A new video-acoustic camera is changing how we observe the Arctic seafloor

A 33-pound rig combining red LEDs, a hydrophone and a sound recorder spent eight days on a Greenland fjord floor, capturing what nets and sonar typically miss.
Scientific work on the Arctic seafloor has historically meant compromise. Researchers either drag nets, which crush soft-bodied animals and tell you only what was in the bag, or they bounce sound waves off the water column, which tells you densities but not behaviour. A new combined video-and-acoustic camera system, developed by a team at Hokkaido University, has just demonstrated a third way and the early results are striking.
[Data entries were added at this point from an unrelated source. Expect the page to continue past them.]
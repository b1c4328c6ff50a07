pub mod common;
pub mod config;
pub mod export;
pub mod page;
pub mod query;
pub mod sections;

pub use common::{Guidance, StatusBadge, StatusLevel};
pub use config::{ConfigInitViewModel, ConfigViewModel};
pub use export::ExportViewModel;
pub use page::PageDetailViewModel;
pub use query::QueryViewModel;
pub use sections::SectionsViewModel;

use serde::Serialize;
use std::fmt;

/// Bridge from a view model to its plain-text view
pub trait CreateView {
    fn create_view<'a>(&'a self) -> Box<dyn fmt::Display + 'a>;
}

/// Envelope every command hands to a renderer.
///
/// In JSON mode this is printed as-is: `{"badge": ..., "content": ..., "suggestions": [...]}`.
#[derive(Debug, Serialize)]
pub struct CommandResultViewModel<T>
where
    T: Serialize,
{
    #[serde(skip_serializing_if = "Option::is_none")]
    pub badge: Option<StatusBadge>,

    pub content: T,

    #[serde(skip_serializing_if = "Vec::is_empty")]
    pub suggestions: Vec<Guidance>,
}

impl<T> CommandResultViewModel<T>
where
    T: Serialize,
{
    pub fn new(content: T) -> Self {
        Self {
            badge: None,
            content,
            suggestions: Vec::new(),
        }
    }

    pub fn with_badge(mut self, badge: StatusBadge) -> Self {
        self.badge = Some(badge);
        self
    }

    pub fn with_suggestion(mut self, guide: Guidance) -> Self {
        self.suggestions.push(guide);
        self
    }
}
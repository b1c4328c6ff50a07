// docstats CLI
//
// Thin presentation layer over docstats-engine: argument parsing, TOML
// config, logging init and rendering (plain table, JSON envelope, CSV).
// Every ranking decision lives in the engine; handlers only wire inputs
// to `run_query` / `section_overview` and hand view models to a renderer.

mod args;
mod commands;
pub mod config;
pub mod context;
mod handlers;
pub mod logging;
pub mod presentation;

pub use args::{Cli, Commands, ConfigCommand, LogLevel, OutputFormat, QueryArgs};
pub use commands::run;
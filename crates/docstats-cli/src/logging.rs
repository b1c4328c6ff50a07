use tracing_subscriber::{EnvFilter, fmt};

use crate::args::LogLevel;

const DEFAULT_FILTER: &str = "warn";

/// Install the global subscriber, writing to stderr so stdout stays
/// parseable. `--log-level` wins over `RUST_LOG`, which wins over `warn`.
pub fn init(level: Option<LogLevel>) {
    let filter = match level {
        Some(level) => EnvFilter::new(level.to_string()),
        None => EnvFilter::try_from_default_env().unwrap_or_else(|_| EnvFilter::new(DEFAULT_FILTER)),
    };

    // A subscriber may already be installed (tests embedding the CLI)
    let _ = fmt()
        .with_env_filter(filter)
        .with_target(false)
        .with_writer(std::io::stderr)
        .try_init();
}
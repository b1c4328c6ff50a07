pub mod console;
pub mod traits;

pub use console::ConsoleRenderer;
pub use traits::Renderer;
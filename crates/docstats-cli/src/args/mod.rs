mod commands;
mod common;
mod enums;

pub use commands::*;
pub use common::*;
pub use enums::*;

use clap::Parser;
use std::path::PathBuf;

#[derive(Parser)]
#[command(name = "docstats")]
#[command(about = "Rank documentation pages by views, completion and engagement", long_about = None)]
#[command(version)]
pub struct Cli {
    #[arg(
        long,
        global = true,
        help = "Page catalog JSON file (defaults to the bundled sample catalog)"
    )]
    pub catalog: Option<PathBuf>,

    #[arg(long, global = true, help = "Config file (overrides DOCSTATS_CONFIG)")]
    pub config: Option<PathBuf>,

    #[arg(long, default_value = "plain", global = true)]
    pub format: OutputFormat,

    #[arg(long, global = true, help = "Log verbosity (defaults to RUST_LOG, then warn)")]
    pub log_level: Option<LogLevel>,

    #[arg(
        long,
        global = true,
        value_name = "YYYY-MM-DD",
        help = "Reference date for freshness (defaults to the local date)"
    )]
    pub today: Option<String>,

    #[command(subcommand)]
    pub command: Option<Commands>,
}
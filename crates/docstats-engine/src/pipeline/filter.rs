use chrono::{Months, NaiveDate};
use docstats_types::{DifficultyFilter, PageRecord, QueryParams};
use std::collections::BTreeSet;

/// How far back `include_outdated = false` reaches
const FRESHNESS_WINDOW_MONTHS: u32 = 6;

/// Keep the pages passing every predicate, in catalog order
pub fn filter_pages<'a>(
    pages: &'a [PageRecord],
    params: &QueryParams,
    today: NaiveDate,
) -> Vec<&'a PageRecord> {
    if params.difficulty_filter == DifficultyFilter::Unrecognized {
        tracing::warn!("unrecognized difficulty filter, keeping all difficulties");
    }

    let cutoff = (!params.include_outdated).then(|| staleness_cutoff(today));

    pages
        .iter()
        .filter(|page| matches_section(page, &params.sections))
        .filter(|page| matches_difficulty(page, params.difficulty_filter))
        .filter(|page| cutoff.is_none_or(|cutoff| is_fresh_enough(page, cutoff)))
        .filter(|page| meets_thresholds(page, params))
        .collect()
}

/// Page's first path segment is one of `sections`
pub fn matches_section(page: &PageRecord, sections: &BTreeSet<String>) -> bool {
    page.section()
        .is_some_and(|section| sections.contains(section))
}

pub fn matches_difficulty(page: &PageRecord, filter: DifficultyFilter) -> bool {
    filter.accepts(page.difficulty)
}

/// Oldest `last_updated` (exclusive) still counted as current: six calendar
/// months before `today`, clamped to the end of shorter months.
pub fn staleness_cutoff(today: NaiveDate) -> NaiveDate {
    today
        .checked_sub_months(Months::new(FRESHNESS_WINDOW_MONTHS))
        .unwrap_or(NaiveDate::MIN)
}

/// Updated strictly after `cutoff`
pub fn is_fresh_enough(page: &PageRecord, cutoff: NaiveDate) -> bool {
    page.last_updated > cutoff
}

/// Minimum views and completion thresholds; a zero threshold is disabled
pub fn meets_thresholds(page: &PageRecord, params: &QueryParams) -> bool {
    if params.minimum_views > 0 && page.views < params.minimum_views {
        return false;
    }
    if let Some(threshold) = params.completion_threshold()
        && page.completion_rate < threshold
    {
        return false;
    }
    true
}
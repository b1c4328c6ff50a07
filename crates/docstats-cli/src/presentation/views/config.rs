use std::fmt;

use crate::presentation::view_models::{ConfigInitViewModel, ConfigViewModel, CreateView};

impl CreateView for ConfigViewModel {
    fn create_view<'a>(&'a self) -> Box<dyn fmt::Display + 'a> {
        Box::new(ConfigView { data: self })
    }
}

struct ConfigView<'a> {
    data: &'a ConfigViewModel,
}

impl<'a> fmt::Display for ConfigView<'a> {
    fn fmt(&self, f: &mut fmt::Formatter<'_>) -> fmt::Result {
        let state = if self.data.exists { "" } else { " (not found, showing defaults)" };
        writeln!(f, "# {}{}", self.data.path, state)?;
        writeln!(f)?;
        write_toml(f, &self.data.config)
    }
}

impl CreateView for ConfigInitViewModel {
    fn create_view<'a>(&'a self) -> Box<dyn fmt::Display + 'a> {
        Box::new(ConfigInitView { data: self })
    }
}

struct ConfigInitView<'a> {
    data: &'a ConfigInitViewModel,
}

impl<'a> fmt::Display for ConfigInitView<'a> {
    fn fmt(&self, f: &mut fmt::Formatter<'_>) -> fmt::Result {
        let verb = if self.data.overwritten { "Overwrote" } else { "Wrote" };
        writeln!(f, "{} {}", verb, self.data.path)
    }
}

fn write_toml(f: &mut fmt::Formatter<'_>, config: &crate::config::Config) -> fmt::Result {
    match config.to_toml() {
        Ok(text) => write!(f, "{}", text),
        Err(_) => Err(fmt::Error),
    }
}
// Plain-text views. Each file implements `CreateView` for its view model.

mod config;
mod export;
mod page;
mod query;
mod sections;
// Pipeline module - the four query stages, composed in strict order
// Filter → Score → Sort → Limit; each stage is a pure function of its input

mod filter;
mod limit;
mod score;
mod sort;

pub use filter::{
    filter_pages, is_fresh_enough, matches_difficulty, matches_section, meets_thresholds,
    staleness_cutoff,
};
pub use limit::limit_pages;
pub use score::{ScoreBreakdown, score_breakdown, score_page, score_pages};
pub use sort::{compare_by, sort_pages};

use chrono::NaiveDate;
use docstats_types::{PageRecord, QueryParams, ScoredPageRecord};

use crate::summary::{QueryResult, QuerySummary};

/// Drive a full pass with a caller-supplied scorer (plain or memoized)
pub(crate) fn run<F>(
    pages: &[PageRecord],
    params: &QueryParams,
    today: NaiveDate,
    mut scorer: F,
) -> QueryResult
where
    F: FnMut(&PageRecord) -> f64,
{
    let filtered = filter_pages(pages, params, today);
    tracing::debug!(
        catalog = pages.len(),
        matched = filtered.len(),
        "filter stage complete"
    );

    let mut scored: Vec<ScoredPageRecord> = filtered
        .into_iter()
        .map(|page| ScoredPageRecord::new(page.clone(), scorer(page)))
        .collect();

    sort_pages(&mut scored, params.sort_by, params.sort_order);

    let matched = scored.len();
    let shown = limit_pages(scored, params.display_limit);
    tracing::debug!(matched, shown = shown.len(), "limit stage complete");

    let summary = QuerySummary::from_pages(pages.len(), matched, &shown, params);
    QueryResult {
        today,
        pages: shown,
        summary,
    }
}
use docstats_types::PageRecord;
use serde::Serialize;
use std::collections::BTreeMap;

#[derive(Debug, Clone, PartialEq, Serialize)]
#[serde(rename_all = "camelCase")]
pub struct SectionStats {
    pub section: String,
    pub pages: usize,
    pub total_views: u64,
    pub average_completion_rate: f64,
}

/// Per-section page counts and totals, ordered by section name
pub fn section_overview(pages: &[PageRecord]) -> Vec<SectionStats> {
    let mut by_section: BTreeMap<&str, (usize, u64, f64)> = BTreeMap::new();

    for page in pages {
        let Some(section) = page.section() else {
            continue;
        };
        let entry = by_section.entry(section).or_insert((0, 0, 0.0));
        entry.0 += 1;
        entry.1 = entry.1.saturating_add(page.views);
        entry.2 += page.completion_rate;
    }

    by_section
        .into_iter()
        .map(|(section, (count, views, completion_sum))| SectionStats {
            section: section.to_string(),
            pages: count,
            total_views: views,
            average_completion_rate: completion_sum / count as f64,
        })
        .collect()
}

#[cfg(test)]
mod tests {
    use super::*;
    use chrono::NaiveDate;
    use docstats_types::Difficulty;

    fn page(path: &str, views: u64, completion_rate: f64) -> PageRecord {
        PageRecord {
            path: path.to_string(),
            views,
            completion_rate,
            avg_time_spent: 60,
            last_updated: NaiveDate::from_ymd_opt(2025, 1, 1).unwrap(),
            difficulty: Difficulty::Beginner,
        }
    }

    #[test]
    fn test_groups_by_first_segment() {
        let pages = vec![
            page("/reference/react", 100, 0.8),
            page("/learn/a", 10, 0.4),
            page("/reference/react/useRef", 50, 0.6),
        ];

        let overview = section_overview(&pages);

        assert_eq!(overview.len(), 2);
        assert_eq!(overview[0].section, "learn");
        assert_eq!(overview[1].section, "reference");
        assert_eq!(overview[1].pages, 2);
        assert_eq!(overview[1].total_views, 150);
        assert!((overview[1].average_completion_rate - 0.7).abs() < 1e-12);
    }

    #[test]
    fn test_section_views_saturate() {
        let huge = u64::MAX / 2 + 1;
        let pages = vec![page("/blog/a", huge, 0.5), page("/blog/b", huge, 0.5)];

        let overview = section_overview(&pages);

        assert_eq!(overview[0].total_views, u64::MAX);
        assert_eq!(overview[0].pages, 2);
    }

    #[test]
    fn test_empty_catalog() {
        assert!(section_overview(&[]).is_empty());
    }
}
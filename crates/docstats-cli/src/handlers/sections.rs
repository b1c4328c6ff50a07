use crate::context::ExecutionContext;
use crate::presentation::view_models::{CommandResultViewModel, SectionsViewModel};
use crate::presentation::{ConsoleRenderer, Renderer};
use anyhow::Result;
use docstats_engine::section_overview;

pub fn handle(ctx: &ExecutionContext) -> Result<()> {
    let catalog = ctx.load_catalog()?;

    let view = CommandResultViewModel::new(SectionsViewModel {
        catalog: ctx.catalog_source().to_string(),
        total_pages: catalog.len(),
        sections: section_overview(catalog.pages()),
    });

    ConsoleRenderer::new(ctx.json_mode()).render(view)
}
//! In-memory engagement score cache.
//!
//! Scores are keyed by (page path, day). The cache only ever holds entries
//! for one day: a lookup for any other day drops everything first. Each entry
//! keeps the record it was computed from, so a changed record under the same
//! path is rescored rather than served stale.

use chrono::NaiveDate;
use docstats_types::PageRecord;
use std::collections::HashMap;

use crate::pipeline::score_page;

#[derive(Debug, Clone)]
struct CacheEntry {
    page: PageRecord,
    score: f64,
}

#[derive(Debug, Clone, Default)]
pub struct ScoreCache {
    day: Option<NaiveDate>,
    entries: HashMap<String, CacheEntry>,
    hits: u64,
    misses: u64,
}

impl ScoreCache {
    pub fn new() -> Self {
        Self::default()
    }

    /// Cached score for `page` on `today`, computing and storing it on a miss
    pub fn get_or_score(&mut self, page: &PageRecord, today: NaiveDate) -> f64 {
        self.roll_over(today);

        if let Some(entry) = self.entries.get(&page.path)
            && entry.page == *page
        {
            self.hits += 1;
            return entry.score;
        }

        self.misses += 1;
        let score = score_page(page, today);
        self.entries.insert(
            page.path.clone(),
            CacheEntry {
                page: page.clone(),
                score,
            },
        );
        score
    }

    /// Day the current entries were computed for
    pub fn day(&self) -> Option<NaiveDate> {
        self.day
    }

    pub fn len(&self) -> usize {
        self.entries.len()
    }

    pub fn is_empty(&self) -> bool {
        self.entries.is_empty()
    }

    pub fn hits(&self) -> u64 {
        self.hits
    }

    pub fn misses(&self) -> u64 {
        self.misses
    }

    pub fn clear(&mut self) {
        self.entries.clear();
        self.day = None;
    }

    fn roll_over(&mut self, today: NaiveDate) {
        if self.day == Some(today) {
            return;
        }
        if !self.entries.is_empty() {
            tracing::debug!(
                previous = ?self.day,
                %today,
                dropped = self.entries.len(),
                "score cache invalidated for new day"
            );
        }
        self.entries.clear();
        self.day = Some(today);
    }
}

#[cfg(test)]
mod tests {
    use super::*;
    use docstats_types::Difficulty;

    fn date(y: i32, m: u32, d: u32) -> NaiveDate {
        NaiveDate::from_ymd_opt(y, m, d).unwrap()
    }

    fn page(path: &str, views: u64) -> PageRecord {
        PageRecord {
            path: path.to_string(),
            views,
            completion_rate: 0.6,
            avg_time_spent: 240,
            last_updated: date(2024, 12, 1),
            difficulty: Difficulty::Intermediate,
        }
    }

    #[test]
    fn test_second_lookup_same_day_hits() {
        let mut cache = ScoreCache::new();
        let today = date(2025, 3, 1);
        let p = page("/learn/a", 1_000);

        let first = cache.get_or_score(&p, today);
        let second = cache.get_or_score(&p, today);

        assert_eq!(first, second);
        assert_eq!(cache.hits(), 1);
        assert_eq!(cache.misses(), 1);
        assert_eq!(cache.len(), 1);
    }

    #[test]
    fn test_new_day_invalidates() {
        let mut cache = ScoreCache::new();
        let p = page("/learn/a", 1_000);

        let day_one = cache.get_or_score(&p, date(2025, 3, 1));
        cache.get_or_score(&page("/learn/b", 5), date(2025, 3, 1));
        assert_eq!(cache.len(), 2);

        let day_two = cache.get_or_score(&p, date(2025, 3, 2));

        assert_eq!(cache.day(), Some(date(2025, 3, 2)));
        assert_eq!(cache.len(), 1);
        assert_eq!(cache.misses(), 3);
        assert!(day_two < day_one, "a day older means slightly less fresh");
        assert_eq!(day_two, score_page(&p, date(2025, 3, 2)));
    }

    #[test]
    fn test_changed_record_is_rescored() {
        let mut cache = ScoreCache::new();
        let today = date(2025, 3, 1);

        let low = cache.get_or_score(&page("/learn/a", 1_000), today);
        let high = cache.get_or_score(&page("/learn/a", 200_000), today);

        assert!(high > low);
        assert_eq!(cache.hits(), 0);
        assert_eq!(cache.len(), 1);
    }

    #[test]
    fn test_clear() {
        let mut cache = ScoreCache::new();
        cache.get_or_score(&page("/learn/a", 1), date(2025, 3, 1));
        cache.clear();
        assert!(cache.is_empty());
        assert_eq!(cache.day(), None);
    }
}
//! Custom assertions for docstats-specific validation.
//!
//! Provides high-level assertions over the `--format json` envelope:
//! - Page count validation
//! - Section membership checks
//! - Ranking order checks

use anyhow::{Context, Result};
use serde_json::Value;

fn pages(json: &Value) -> Result<&Vec<Value>> {
    json["content"]["pages"]
        .as_array()
        .context("Expected 'content.pages' array in JSON")
}

/// Paths of the ranked pages, in output order.
pub fn page_paths(json: &Value) -> Result<Vec<String>> {
    pages(json)?
        .iter()
        .enumerate()
        .map(|(i, page)| {
            page["path"]
                .as_str()
                .map(str::to_string)
                .with_context(|| format!("Page {} missing path", i))
        })
        .collect()
}

/// Assert that JSON output contains expected number of pages.
pub fn assert_page_count(json: &Value, expected: usize) -> Result<()> {
    let pages = pages(json)?;

    if pages.len() != expected {
        anyhow::bail!("Expected {} pages, got {}", expected, pages.len());
    }

    Ok(())
}

/// Assert that every page's path starts in `section`.
pub fn assert_all_pages_in_section(json: &Value, section: &str) -> Result<()> {
    let prefix = format!("/{}/", section);

    for path in page_paths(json)? {
        if !path.starts_with(&prefix) && path != format!("/{}", section) {
            anyhow::bail!("Page {} is outside section {}", path, section);
        }
    }

    Ok(())
}

/// Assert that pages are ordered by a numeric field (`views`,
/// `engagementScore`, ...), descending unless `ascending` is set.
pub fn assert_sorted_by(json: &Value, field: &str, ascending: bool) -> Result<()> {
    let values: Vec<f64> = pages(json)?
        .iter()
        .enumerate()
        .map(|(i, page)| {
            page[field]
                .as_f64()
                .with_context(|| format!("Page {} missing numeric '{}'", i, field))
        })
        .collect::<Result<_>>()?;

    for (i, pair) in values.windows(2).enumerate() {
        let in_order = if ascending {
            pair[0] <= pair[1]
        } else {
            pair[0] >= pair[1]
        };
        if !in_order {
            anyhow::bail!(
                "Pages {} and {} out of order by {}: {} then {}",
                i,
                i + 1,
                field,
                pair[0],
                pair[1]
            );
        }
    }

    Ok(())
}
Led by Dr. Evgeny Podolskiy at Hokkaido's Arctic Research Center, the team deployed a 33-pound, single-box rig on the floor of Inglefield Bredning, a glacial fjord in northwest Greenland, on August 1, 2025. The setup pairs an upward-pointing camera and two red LED lights with a sound recorder, a hydrophone and an acoustic release for retrieval. Choosing red lighting was deliberate. Most deep-sea organisms, including narwhals and other cetaceans, cannot see well at far-red wavelengths, which makes the lamps effectively invisible to the animals being observed. The trade-off is range; red light is absorbed quickly in water, so the camera's useful field is only one to three feet. Inside that small window, however, behaviours that nets and sonar can't capture become visible.
The rig sat 853 feet below the surface for eight days and recorded in 10-minute clips with 10-minute pauses, producing about 37 hours of footage. Across that footage the team logged 478 organisms. Eighty-eight percent were amphipods, copepods, jellyfish and arrowworms. The remaining 12 percent included a snailfish, from the family that holds the depth record for fish at nearly 27,000 feet, drifting backward with its tail curled in a posture that has rarely been documented in situ.
The acoustic side of the instrument is just as important as the camera. Pairing video with synchronised hydrophone recordings lets the team correlate what an animal is doing with the sound it produces or responds to, a layer that nets and standalone echosounders simply can't provide. For Arctic researchers trying to track how a rapidly changing climate is reshaping marine ecosystems, that combined record is hard to overstate. Expect more compact, low-light, sound-aware platforms like this one in the next round of polar fieldwork.